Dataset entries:
|---|

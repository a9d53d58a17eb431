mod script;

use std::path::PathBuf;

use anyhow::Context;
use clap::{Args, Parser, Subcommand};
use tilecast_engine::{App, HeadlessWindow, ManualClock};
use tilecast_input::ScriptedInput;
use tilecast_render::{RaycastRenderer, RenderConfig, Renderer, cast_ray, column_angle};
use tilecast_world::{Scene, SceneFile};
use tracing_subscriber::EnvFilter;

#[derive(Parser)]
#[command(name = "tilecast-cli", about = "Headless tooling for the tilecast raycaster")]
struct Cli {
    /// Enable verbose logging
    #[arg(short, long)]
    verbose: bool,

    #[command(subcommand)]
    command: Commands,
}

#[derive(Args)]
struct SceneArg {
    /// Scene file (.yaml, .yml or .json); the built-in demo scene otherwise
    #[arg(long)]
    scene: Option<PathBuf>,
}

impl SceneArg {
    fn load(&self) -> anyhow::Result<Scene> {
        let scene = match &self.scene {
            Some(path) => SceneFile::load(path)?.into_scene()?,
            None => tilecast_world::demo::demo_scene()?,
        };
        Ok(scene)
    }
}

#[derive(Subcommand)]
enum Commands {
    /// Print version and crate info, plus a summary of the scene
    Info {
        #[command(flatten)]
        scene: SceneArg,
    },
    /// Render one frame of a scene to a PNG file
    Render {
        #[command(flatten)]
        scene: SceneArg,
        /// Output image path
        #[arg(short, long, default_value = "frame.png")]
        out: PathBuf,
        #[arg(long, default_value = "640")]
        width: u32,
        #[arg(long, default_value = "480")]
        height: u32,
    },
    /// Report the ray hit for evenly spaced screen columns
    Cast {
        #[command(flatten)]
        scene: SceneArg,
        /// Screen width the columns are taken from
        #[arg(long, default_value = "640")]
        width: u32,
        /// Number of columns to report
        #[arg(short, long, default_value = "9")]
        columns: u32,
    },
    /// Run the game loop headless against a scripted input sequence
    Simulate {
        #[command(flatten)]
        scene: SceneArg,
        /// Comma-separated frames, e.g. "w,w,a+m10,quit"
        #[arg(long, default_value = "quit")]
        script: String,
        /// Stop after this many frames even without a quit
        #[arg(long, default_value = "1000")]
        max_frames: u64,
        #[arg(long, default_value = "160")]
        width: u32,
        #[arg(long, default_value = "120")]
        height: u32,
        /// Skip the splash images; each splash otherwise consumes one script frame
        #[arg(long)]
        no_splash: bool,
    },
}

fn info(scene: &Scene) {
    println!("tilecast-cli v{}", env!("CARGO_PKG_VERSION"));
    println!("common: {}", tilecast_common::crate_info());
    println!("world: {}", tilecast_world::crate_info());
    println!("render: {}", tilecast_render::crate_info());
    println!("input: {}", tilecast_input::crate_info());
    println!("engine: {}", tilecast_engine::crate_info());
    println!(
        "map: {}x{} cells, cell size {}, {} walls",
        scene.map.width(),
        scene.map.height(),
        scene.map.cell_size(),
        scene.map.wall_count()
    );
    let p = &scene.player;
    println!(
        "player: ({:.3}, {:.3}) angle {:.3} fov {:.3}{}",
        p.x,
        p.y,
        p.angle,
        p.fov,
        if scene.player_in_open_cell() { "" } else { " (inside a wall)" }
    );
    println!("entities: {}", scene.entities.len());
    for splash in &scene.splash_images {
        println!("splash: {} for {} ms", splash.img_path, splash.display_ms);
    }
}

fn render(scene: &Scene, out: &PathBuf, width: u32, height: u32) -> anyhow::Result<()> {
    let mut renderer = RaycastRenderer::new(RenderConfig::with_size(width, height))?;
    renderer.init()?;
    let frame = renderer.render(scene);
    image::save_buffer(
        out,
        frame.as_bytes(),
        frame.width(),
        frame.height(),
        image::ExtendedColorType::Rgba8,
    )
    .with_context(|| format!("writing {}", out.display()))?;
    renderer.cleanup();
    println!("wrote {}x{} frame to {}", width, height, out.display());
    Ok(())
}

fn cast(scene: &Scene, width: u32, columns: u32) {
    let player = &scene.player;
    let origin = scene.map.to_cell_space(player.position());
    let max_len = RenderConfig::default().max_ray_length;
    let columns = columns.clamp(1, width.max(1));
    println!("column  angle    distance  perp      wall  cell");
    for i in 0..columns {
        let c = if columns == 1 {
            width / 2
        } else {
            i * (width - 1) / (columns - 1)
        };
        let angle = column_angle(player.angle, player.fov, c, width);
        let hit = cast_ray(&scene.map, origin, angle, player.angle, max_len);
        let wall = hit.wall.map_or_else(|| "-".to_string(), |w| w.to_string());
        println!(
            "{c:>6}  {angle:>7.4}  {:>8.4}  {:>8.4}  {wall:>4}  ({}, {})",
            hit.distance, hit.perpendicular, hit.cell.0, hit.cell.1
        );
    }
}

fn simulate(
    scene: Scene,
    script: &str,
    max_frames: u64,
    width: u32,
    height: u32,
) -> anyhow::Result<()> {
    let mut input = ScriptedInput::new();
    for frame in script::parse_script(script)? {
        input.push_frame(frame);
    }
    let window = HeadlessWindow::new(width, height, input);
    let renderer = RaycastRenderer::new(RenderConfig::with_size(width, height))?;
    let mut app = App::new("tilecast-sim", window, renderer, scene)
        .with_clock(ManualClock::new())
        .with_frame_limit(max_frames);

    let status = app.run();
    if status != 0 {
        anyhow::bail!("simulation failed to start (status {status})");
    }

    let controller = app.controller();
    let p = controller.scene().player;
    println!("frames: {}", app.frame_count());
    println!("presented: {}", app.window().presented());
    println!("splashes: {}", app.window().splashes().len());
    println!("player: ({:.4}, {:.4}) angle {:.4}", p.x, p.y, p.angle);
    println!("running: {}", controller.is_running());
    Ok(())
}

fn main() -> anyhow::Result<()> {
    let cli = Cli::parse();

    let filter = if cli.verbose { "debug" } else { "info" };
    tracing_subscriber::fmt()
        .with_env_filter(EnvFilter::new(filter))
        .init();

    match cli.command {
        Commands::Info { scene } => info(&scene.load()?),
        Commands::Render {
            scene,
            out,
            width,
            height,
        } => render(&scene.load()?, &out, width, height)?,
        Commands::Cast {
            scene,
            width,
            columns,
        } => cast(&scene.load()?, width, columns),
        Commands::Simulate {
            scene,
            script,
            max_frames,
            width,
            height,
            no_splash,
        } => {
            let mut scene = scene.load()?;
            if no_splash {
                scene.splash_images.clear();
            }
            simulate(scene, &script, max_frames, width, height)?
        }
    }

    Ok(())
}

|---|

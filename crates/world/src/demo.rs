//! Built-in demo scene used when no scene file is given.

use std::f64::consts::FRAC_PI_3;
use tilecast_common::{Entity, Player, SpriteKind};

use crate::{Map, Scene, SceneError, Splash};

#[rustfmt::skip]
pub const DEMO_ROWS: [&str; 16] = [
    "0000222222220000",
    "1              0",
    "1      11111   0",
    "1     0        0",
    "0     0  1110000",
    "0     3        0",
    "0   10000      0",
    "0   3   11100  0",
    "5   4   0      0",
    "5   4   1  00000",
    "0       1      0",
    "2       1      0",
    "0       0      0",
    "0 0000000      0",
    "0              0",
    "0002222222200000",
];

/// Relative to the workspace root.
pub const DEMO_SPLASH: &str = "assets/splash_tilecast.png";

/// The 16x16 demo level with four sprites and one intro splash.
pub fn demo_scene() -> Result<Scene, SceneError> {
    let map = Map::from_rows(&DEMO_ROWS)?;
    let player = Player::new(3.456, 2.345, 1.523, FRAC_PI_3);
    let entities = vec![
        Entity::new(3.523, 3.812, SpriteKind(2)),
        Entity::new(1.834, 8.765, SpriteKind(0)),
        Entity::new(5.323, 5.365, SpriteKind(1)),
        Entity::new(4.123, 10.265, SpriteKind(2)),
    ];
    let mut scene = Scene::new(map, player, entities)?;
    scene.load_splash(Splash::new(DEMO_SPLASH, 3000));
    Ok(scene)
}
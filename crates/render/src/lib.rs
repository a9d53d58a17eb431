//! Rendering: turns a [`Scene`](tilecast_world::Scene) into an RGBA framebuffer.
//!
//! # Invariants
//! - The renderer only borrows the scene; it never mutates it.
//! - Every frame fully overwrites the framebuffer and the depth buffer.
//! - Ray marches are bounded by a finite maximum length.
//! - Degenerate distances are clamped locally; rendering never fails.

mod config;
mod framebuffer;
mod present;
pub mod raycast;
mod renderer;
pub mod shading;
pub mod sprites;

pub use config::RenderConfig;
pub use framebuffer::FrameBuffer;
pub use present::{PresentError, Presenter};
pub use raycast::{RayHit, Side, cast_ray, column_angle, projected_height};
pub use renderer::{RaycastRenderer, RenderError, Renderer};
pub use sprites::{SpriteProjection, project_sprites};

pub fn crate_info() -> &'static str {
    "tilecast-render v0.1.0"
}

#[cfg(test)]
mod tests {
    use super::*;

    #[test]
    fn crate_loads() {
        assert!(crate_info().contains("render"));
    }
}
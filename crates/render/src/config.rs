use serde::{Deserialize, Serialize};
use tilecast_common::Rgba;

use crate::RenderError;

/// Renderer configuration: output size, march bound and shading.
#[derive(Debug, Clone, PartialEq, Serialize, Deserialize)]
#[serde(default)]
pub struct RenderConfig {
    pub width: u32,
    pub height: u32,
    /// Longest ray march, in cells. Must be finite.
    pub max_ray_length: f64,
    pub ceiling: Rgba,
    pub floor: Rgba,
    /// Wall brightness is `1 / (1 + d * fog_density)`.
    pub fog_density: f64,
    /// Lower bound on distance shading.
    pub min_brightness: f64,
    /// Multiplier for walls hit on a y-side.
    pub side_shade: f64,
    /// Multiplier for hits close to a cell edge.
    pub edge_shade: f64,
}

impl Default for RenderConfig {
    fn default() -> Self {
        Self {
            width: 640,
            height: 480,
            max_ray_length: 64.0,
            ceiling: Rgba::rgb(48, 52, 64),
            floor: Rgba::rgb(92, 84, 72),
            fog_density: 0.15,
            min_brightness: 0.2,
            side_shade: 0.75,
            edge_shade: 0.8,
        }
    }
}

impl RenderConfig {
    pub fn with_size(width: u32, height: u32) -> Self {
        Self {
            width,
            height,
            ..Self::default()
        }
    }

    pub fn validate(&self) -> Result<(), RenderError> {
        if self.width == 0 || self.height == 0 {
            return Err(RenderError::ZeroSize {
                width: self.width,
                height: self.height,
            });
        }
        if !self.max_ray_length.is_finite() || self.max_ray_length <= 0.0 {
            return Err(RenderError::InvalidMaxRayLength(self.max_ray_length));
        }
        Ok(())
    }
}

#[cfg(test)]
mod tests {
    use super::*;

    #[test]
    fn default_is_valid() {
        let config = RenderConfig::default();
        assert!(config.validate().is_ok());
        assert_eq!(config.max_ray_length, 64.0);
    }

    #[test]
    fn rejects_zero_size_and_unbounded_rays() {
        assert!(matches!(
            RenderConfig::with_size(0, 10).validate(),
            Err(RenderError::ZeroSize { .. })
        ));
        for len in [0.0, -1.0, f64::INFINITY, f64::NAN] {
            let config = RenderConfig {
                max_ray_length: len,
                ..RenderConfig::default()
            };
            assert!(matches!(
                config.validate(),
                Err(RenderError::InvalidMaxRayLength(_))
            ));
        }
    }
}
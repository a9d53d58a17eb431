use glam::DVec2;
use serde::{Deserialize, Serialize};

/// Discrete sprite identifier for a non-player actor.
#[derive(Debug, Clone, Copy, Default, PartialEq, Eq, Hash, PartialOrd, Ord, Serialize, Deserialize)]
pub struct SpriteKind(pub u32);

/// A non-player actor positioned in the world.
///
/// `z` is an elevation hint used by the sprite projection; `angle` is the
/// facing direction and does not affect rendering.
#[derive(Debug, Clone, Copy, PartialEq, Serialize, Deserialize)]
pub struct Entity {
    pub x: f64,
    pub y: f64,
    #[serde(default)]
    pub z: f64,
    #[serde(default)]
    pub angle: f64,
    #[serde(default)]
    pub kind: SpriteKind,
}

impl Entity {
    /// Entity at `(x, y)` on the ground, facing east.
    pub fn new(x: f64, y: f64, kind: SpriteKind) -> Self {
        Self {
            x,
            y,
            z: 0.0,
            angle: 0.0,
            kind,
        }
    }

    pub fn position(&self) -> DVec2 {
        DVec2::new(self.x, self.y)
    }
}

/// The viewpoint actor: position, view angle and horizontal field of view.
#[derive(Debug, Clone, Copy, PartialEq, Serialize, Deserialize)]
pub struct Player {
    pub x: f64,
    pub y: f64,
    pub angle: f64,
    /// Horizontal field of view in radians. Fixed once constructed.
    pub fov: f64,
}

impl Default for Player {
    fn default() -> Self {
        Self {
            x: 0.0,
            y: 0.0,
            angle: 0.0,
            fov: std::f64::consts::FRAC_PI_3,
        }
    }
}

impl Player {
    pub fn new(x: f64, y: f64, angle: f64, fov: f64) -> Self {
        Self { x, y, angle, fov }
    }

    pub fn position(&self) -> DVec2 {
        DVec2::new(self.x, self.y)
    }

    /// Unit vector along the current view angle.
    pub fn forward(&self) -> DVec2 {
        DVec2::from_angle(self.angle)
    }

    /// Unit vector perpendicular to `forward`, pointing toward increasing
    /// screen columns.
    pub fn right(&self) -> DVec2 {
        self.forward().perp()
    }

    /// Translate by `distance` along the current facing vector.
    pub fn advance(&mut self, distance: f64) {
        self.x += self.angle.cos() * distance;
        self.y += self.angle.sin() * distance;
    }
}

|---|

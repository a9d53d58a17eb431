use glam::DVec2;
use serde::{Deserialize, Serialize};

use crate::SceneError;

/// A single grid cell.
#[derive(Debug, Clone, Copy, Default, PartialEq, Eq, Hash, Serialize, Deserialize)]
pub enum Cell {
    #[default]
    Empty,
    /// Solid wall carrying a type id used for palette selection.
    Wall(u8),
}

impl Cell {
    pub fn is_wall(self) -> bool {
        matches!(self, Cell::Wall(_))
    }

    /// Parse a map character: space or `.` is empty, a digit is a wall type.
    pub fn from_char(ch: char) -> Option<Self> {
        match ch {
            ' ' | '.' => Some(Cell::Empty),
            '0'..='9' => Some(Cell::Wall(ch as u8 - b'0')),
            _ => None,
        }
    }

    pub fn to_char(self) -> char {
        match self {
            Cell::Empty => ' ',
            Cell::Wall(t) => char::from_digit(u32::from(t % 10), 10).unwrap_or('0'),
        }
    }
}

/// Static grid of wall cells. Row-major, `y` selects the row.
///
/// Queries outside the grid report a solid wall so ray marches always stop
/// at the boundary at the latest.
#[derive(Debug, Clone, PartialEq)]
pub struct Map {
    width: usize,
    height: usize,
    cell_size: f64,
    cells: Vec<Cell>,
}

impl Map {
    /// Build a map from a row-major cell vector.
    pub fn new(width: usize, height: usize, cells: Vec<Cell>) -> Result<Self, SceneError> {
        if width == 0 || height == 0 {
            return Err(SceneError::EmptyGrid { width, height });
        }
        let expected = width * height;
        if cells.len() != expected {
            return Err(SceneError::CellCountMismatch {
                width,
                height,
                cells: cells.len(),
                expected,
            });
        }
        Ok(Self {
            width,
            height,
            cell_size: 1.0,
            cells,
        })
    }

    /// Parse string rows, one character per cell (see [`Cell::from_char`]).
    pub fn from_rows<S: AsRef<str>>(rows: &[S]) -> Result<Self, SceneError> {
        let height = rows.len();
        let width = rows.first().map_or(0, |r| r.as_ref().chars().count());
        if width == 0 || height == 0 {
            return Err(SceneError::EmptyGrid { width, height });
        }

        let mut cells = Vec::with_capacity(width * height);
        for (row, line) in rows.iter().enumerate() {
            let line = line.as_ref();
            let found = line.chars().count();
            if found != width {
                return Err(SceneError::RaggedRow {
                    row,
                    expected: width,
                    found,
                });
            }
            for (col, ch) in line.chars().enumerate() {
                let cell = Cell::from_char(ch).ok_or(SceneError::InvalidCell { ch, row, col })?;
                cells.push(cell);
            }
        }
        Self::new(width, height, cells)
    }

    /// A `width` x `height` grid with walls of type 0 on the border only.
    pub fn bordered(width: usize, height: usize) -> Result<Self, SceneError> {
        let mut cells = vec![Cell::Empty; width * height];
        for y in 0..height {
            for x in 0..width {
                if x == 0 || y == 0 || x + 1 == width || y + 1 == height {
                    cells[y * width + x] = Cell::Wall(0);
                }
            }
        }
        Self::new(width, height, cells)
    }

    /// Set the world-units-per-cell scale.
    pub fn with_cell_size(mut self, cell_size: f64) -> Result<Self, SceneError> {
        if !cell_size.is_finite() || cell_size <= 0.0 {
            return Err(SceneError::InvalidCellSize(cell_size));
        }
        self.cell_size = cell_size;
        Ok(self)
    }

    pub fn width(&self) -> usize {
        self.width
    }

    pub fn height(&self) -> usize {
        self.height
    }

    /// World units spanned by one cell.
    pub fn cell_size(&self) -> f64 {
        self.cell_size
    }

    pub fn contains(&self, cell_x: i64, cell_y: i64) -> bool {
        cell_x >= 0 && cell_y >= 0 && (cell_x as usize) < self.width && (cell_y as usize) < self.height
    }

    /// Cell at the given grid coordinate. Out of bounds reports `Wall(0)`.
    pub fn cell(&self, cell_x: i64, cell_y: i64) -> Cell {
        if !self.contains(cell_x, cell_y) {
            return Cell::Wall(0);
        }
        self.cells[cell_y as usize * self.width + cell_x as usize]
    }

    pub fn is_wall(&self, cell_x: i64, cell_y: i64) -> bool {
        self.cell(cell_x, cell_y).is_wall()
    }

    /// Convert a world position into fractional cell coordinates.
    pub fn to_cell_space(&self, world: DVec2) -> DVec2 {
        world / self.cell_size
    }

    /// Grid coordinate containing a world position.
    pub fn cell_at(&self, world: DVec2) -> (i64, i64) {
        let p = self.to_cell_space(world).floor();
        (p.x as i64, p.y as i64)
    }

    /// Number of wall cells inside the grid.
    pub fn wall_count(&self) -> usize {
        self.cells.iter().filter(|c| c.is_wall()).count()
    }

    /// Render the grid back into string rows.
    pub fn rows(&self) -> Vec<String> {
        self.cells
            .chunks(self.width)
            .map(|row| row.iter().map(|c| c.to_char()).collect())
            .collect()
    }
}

|---|

• _YOUR GOAL_
Check each line in the records above for the word "PathBuf". Return those that have it.

• _COMPLETED TASK_
use std::path::PathBuf;
    scene: Option<PathBuf>,
        out: PathBuf,
fn render(scene: &Scene, out: &PathBuf, width: u32, height: u32) -> anyhow::Result<()> {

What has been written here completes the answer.